* **TASK INSTRUCTIONS**:
Please transcribe the following records in full, exactly as given.

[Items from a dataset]
◆ ◆ ◆ ◆ ◆ ◆ ◆
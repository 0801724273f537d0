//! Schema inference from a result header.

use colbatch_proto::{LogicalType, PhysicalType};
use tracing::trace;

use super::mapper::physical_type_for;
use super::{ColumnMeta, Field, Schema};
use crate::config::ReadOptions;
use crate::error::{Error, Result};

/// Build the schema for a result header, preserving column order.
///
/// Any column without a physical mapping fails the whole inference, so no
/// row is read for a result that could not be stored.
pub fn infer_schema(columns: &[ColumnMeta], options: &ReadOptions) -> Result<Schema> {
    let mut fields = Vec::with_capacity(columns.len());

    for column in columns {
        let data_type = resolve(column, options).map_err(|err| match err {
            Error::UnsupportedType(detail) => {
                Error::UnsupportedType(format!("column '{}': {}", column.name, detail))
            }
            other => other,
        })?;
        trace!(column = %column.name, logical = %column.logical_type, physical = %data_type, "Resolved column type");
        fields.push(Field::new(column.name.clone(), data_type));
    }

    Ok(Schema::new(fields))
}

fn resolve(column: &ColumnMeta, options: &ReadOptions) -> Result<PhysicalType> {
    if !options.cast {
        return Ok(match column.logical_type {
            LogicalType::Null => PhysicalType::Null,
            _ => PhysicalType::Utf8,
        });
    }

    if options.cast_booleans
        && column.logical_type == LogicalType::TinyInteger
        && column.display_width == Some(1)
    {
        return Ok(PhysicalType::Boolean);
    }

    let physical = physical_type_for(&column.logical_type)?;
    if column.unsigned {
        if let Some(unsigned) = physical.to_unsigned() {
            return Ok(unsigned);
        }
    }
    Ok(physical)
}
◆ ◆ ◆ ◆ ◆ ◆ ◆
* **SOLUTION FOR THIS TASK**:
repository 0801724273f537d0
//! Schema inference from a result header.

use colbatch_proto::{LogicalType, PhysicalType};
use tracing::trace;

use super::mapper::physical_type_for;
use super::{ColumnMeta, Field, Schema};
use crate::config::ReadOptions;
use crate::error::{Error, Result};

/// Build the schema for a result header, preserving column order.
///
/// Any column without a physical mapping fails the whole inference, so no
/// row is read for a result that could not be stored.
pub fn infer_schema(columns: &[ColumnMeta], options: &ReadOptions) -> Result<Schema> {
    let mut fields = Vec::with_capacity(columns.len());

    for column in columns {
        let data_type = resolve(column, options).map_err(|err| match err {
            Error::UnsupportedType(detail) => {
                Error::UnsupportedType(format!("column '{}': {}", column.name, detail))
            }
            other => other,
        })?;
        trace!(column = %column.name, logical = %column.logical_type, physical = %data_type, "Resolved column type");
        fields.push(Field::new(column.name.clone(), data_type));
    }

    Ok(Schema::new(fields))
}

fn resolve(column: &ColumnMeta, options: &ReadOptions) -> Result<PhysicalType> {
    if !options.cast {
        return Ok(match column.logical_type {
            LogicalType::Null => PhysicalType::Null,
            _ => PhysicalType::Utf8,
        });
    }

    if options.cast_booleans
        && column.logical_type == LogicalType::TinyInteger
        && column.display_width == Some(1)
    {
        return Ok(PhysicalType::Boolean);
    }

    let physical = physical_type_for(&column.logical_type)?;
    if column.unsigned {
        if let Some(unsigned) = physical.to_unsigned() {
            return Ok(unsigned);
        }
    }
    Ok(physical)
}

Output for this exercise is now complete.